We will add author details in the authors table:
r.db('books').table('authors').insert({name : "Shahid", location : "Mumbai"})
We will be adding chapter details in the chapters table:
r.db('books').table('chapters').insert({ author_id : "521b92b1-0d83-483d-a374-b94a400cf699", chapterName : "Chapter 1" }) r.db('books').table('chapters').insert({ author_id : "521b92b1-0d83-483d-a374-b94a400cf699", chapterName : "Chapter 2" })
Performing eq_Join
Here we are joining the chapters table with the authors table and mentioning which field we have mapped to the ID, that is, author_id
:
r.db('books').table('chapters').eqJoin("author_id",r.db('books').table('authors'))
This will return the following:
[ { "left":{ "author_id":"521b92b1-0d83-483d-a374-b94a400cf699", "chapterName":"Chapter 1", "id":"f0b5b2f7-1f82-41ef-a945-f5fa8259dd53" }, "right":{ "id":"521b92b1-0d83-483d-a374-b94a400cf699", "location":"Mumbai", "name":"Shahid" } }, { "left":{ "author_id":"521b92b1-0d83-483d-a374-b94a400cf699", "chapterName":"Chapter 2", "id":"f58826d4-e259-4ae4-91e4-d2e3db2d9ad3" }, "right":{ "id":"521b92b1-0d83-483d-a374-b94a400cf699", "location":"Mumbai", "name":"Shahid" } } ]
The left and right keys supposedly represent the tables on the left side and the right side of the query. If you map the keys and values with the ReQL query, you can easily understand.
However, this is not how we really want our data. We want processed, result-oriented data, and to do that, we need to use the zip()
command. It basically removes all metadata information from the result and gives you only the documents of tables:
r.db('books').table('chapters').eqJoin("author_id",r.db('books').table('authors')).zip()
This returns the following:
[ { "author_id":"521b92b1-0d83-483d-a374-b94a400cf699", "chapterName":"Chapter 1", "id":"521b92b1-0d83-483d-a374-b94a400cf699", "location":"Mumbai", "name":"Shahid" }, { "author_id":"521b92b1-0d83-483d-a374-b94a400cf699", "chapterName":"Chapter 2", "id":"521b92b1-0d83-483d-a374-b94a400cf699", "location":"Mumbai", "name":"Shahid" } ]
Performing inner joins
An inner join, as we all know, equates two tables by comparing each row.
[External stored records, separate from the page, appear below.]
//! Error taxonomy shared by every component of the acquisition/export engine.
//!
//! Leaf components (the pool, the segment table, the globber, …) return
//! these variants directly; mid-level components add context with
//! [`Error::Missing`]/[`Error::Conversion`] wrappers but never swallow an
//! error: context is added, never discarded, as a failure crosses a
//! component boundary.

use std::fmt;

/// The single error type returned by every fallible public function in
/// this crate.
#[derive(thiserror::Error, Debug)]
pub enum Error {
    /// A null, zero-or-less, or out-of-bounds argument was supplied.
    #[error("invalid argument: {0}")]
    ArgumentInvalid(String),

    /// An attempt to mutate a field that becomes immutable once a handle
    /// has been opened for read or write.
    #[error("value is immutable once the handle is open: {0}")]
    AlreadySet(String),

    /// Required state (e.g. an info-file section) was absent.
    #[error("missing: {0}")]
    Missing(String),

    /// An I/O failure from the file pool or a segment file.
    #[error("I/O error: {0}")]
    Io(#[from] std::io::Error),

    /// An encoding mismatch (UTF-8, decimal, or hex).
    #[error("conversion error: {0}")]
    Conversion(String),

    /// A short read occurred inside the acquisition window.
    #[error("unexpected end of file after {read} of {expected} requested bytes")]
    UnexpectedEof {
        /// Bytes actually read before the short read.
        read: u64,
        /// Bytes the caller expected.
        expected: u64,
    },

    /// `prepare_read_chunk` reported a chunk-decode failure (e.g. an EWF
    /// checksum mismatch). The engine recovers from this locally per
    /// §4.H; it is surfaced as an error only when no
    /// recovery policy is configured.
    #[error("checksum mismatch in chunk {chunk_number}")]
    ChecksumMismatch {
        /// Global chunk index that failed to validate.
        chunk_number: usize,
    },

    /// The output ran out of space while writing.
    #[error("insufficient space while writing: {0}")]
    InsufficientSpace(String),

    /// The segment-naming callback failed while growing a write volume.
    #[error("could not generate a name for the next segment: {0}")]
    SegmentNameFailed(String),

    /// The filename globber could not classify a resolved suffix into a
    /// known naming schema, or a declared `XofN` total was not satisfied.
    #[error("naming schema error: {0}")]
    NamingSchema(String),

    /// Cooperative cancellation was observed.
    #[error("operation aborted")]
    Aborted,
}

impl Error {
    /// Convenience constructor for [`Error::ArgumentInvalid`].
    pub fn argument(msg: impl Into<String>) -> Self {
        Error::ArgumentInvalid(msg.into())
    }

    /// Convenience constructor for [`Error::Missing`].
    pub fn missing(msg: impl Into<String>) -> Self {
        Error::Missing(msg.into())
    }

    /// Convenience constructor for [`Error::Conversion`].
    pub fn conversion(msg: impl Into<String>) -> Self {
        Error::Conversion(msg.into())
    }

    /// True for the one error kind the acquisition loop is allowed to
    /// recover from locally (see §4.H).
    pub fn is_checksum_mismatch(&self) -> bool {
        matches!(self, Error::ChecksumMismatch { .. })
    }
}

/// Result alias used throughout the crate.
pub type Result<T> = std::result::Result<T, Error>;

/// The taxonomy "kind", stripped of message payloads, for callers that
/// want to `match` without caring about the human-readable text (e.g. the
/// CLI's exit-code logic, which only needs "did anything fail").
#[derive(Debug, Clone, Copy, PartialEq, Eq)]
pub enum ErrorKind {
    ArgumentInvalid,
    AlreadySet,
    Missing,
    Io,
    Conversion,
    UnexpectedEof,
    ChecksumMismatch,
    InsufficientSpace,
    SegmentNameFailed,
    NamingSchema,
    Aborted,
}

impl fmt::Display for ErrorKind {
    fn fmt(&self, f: &mut fmt::Formatter<'_>) -> fmt::Result {
        fmt::Debug::fmt(self, f)
    }
}

impl Error {
    /// Returns the taxonomy kind of this error.
    pub fn kind(&self) -> ErrorKind {
        match self {
            Error::ArgumentInvalid(_) => ErrorKind::ArgumentInvalid,
            Error::AlreadySet(_) => ErrorKind::AlreadySet,
            Error::Missing(_) => ErrorKind::Missing,
            Error::Io(_) => ErrorKind::Io,
            Error::Conversion(_) => ErrorKind::Conversion,
            Error::UnexpectedEof { .. } => ErrorKind::UnexpectedEof,
            Error::ChecksumMismatch { .. } => ErrorKind::ChecksumMismatch,
            Error::InsufficientSpace(_) => ErrorKind::InsufficientSpace,
            Error::SegmentNameFailed(_) => ErrorKind::SegmentNameFailed,
            Error::NamingSchema(_) => ErrorKind::NamingSchema,
            Error::Aborted => ErrorKind::Aborted,
        }
    }
}

#[cfg(test)]
mod tests {
    use super::*;

    #[test]
    fn checksum_mismatch_is_recoverable() {
        let e = Error::ChecksumMismatch { chunk_number: 7 };
        assert!(e.is_checksum_mismatch());
        assert_eq!(e.kind(), ErrorKind::ChecksumMismatch);
    }

    #[test]
    fn io_error_converts_via_from() {
        let io_err = std::io::Error::new(std::io::ErrorKind::NotFound, "nope");
        let e: Error = io_err.into();
        assert_eq!(e.kind(), ErrorKind::Io);
    }
}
It is very similar to working with EQJOIN, except that it compares each document in the table against the target table, while in EQJOIN, we specify which key to compare for.
Here is a simple query to perform an inner join:
r.db('books').table('chapters').innerJoin(r.db('books').table('authors'),function(chapters,authors) { return chapters }).zip()
This function takes the target table as a parameter and the callback function, which contains data of both the tables in the callback argument. If you notice, for understanding, I've named the callback parameters the same as the table name. You can perform a lot of other operations such as comparison, or filtering inside the callback function and then returning the result. Since it's a JOIN, in both the variables, data will be similar-except with different table ID's.
Here is the result for the same:
[ { "author_id":"521b92b1-0d83-483d-a374-b94a400cf699", "chapterName":"Chapter 1", "id":"521b92b1-0d83-483d-a374-b94a400cf699", "location":"Mumbai", "name":"Shahid" }, { "author_id":"521b92b1-0d83-483d-a374-b94a400cf699", "chapterName":"Chapter 2", "id":"521b92b1-0d83-483d-a374-b94a400cf699", "location":"Mumbai", "name":"Shahid" } ]
If you observe, the result set is pretty much the same as EQJOIN (the eq_Join()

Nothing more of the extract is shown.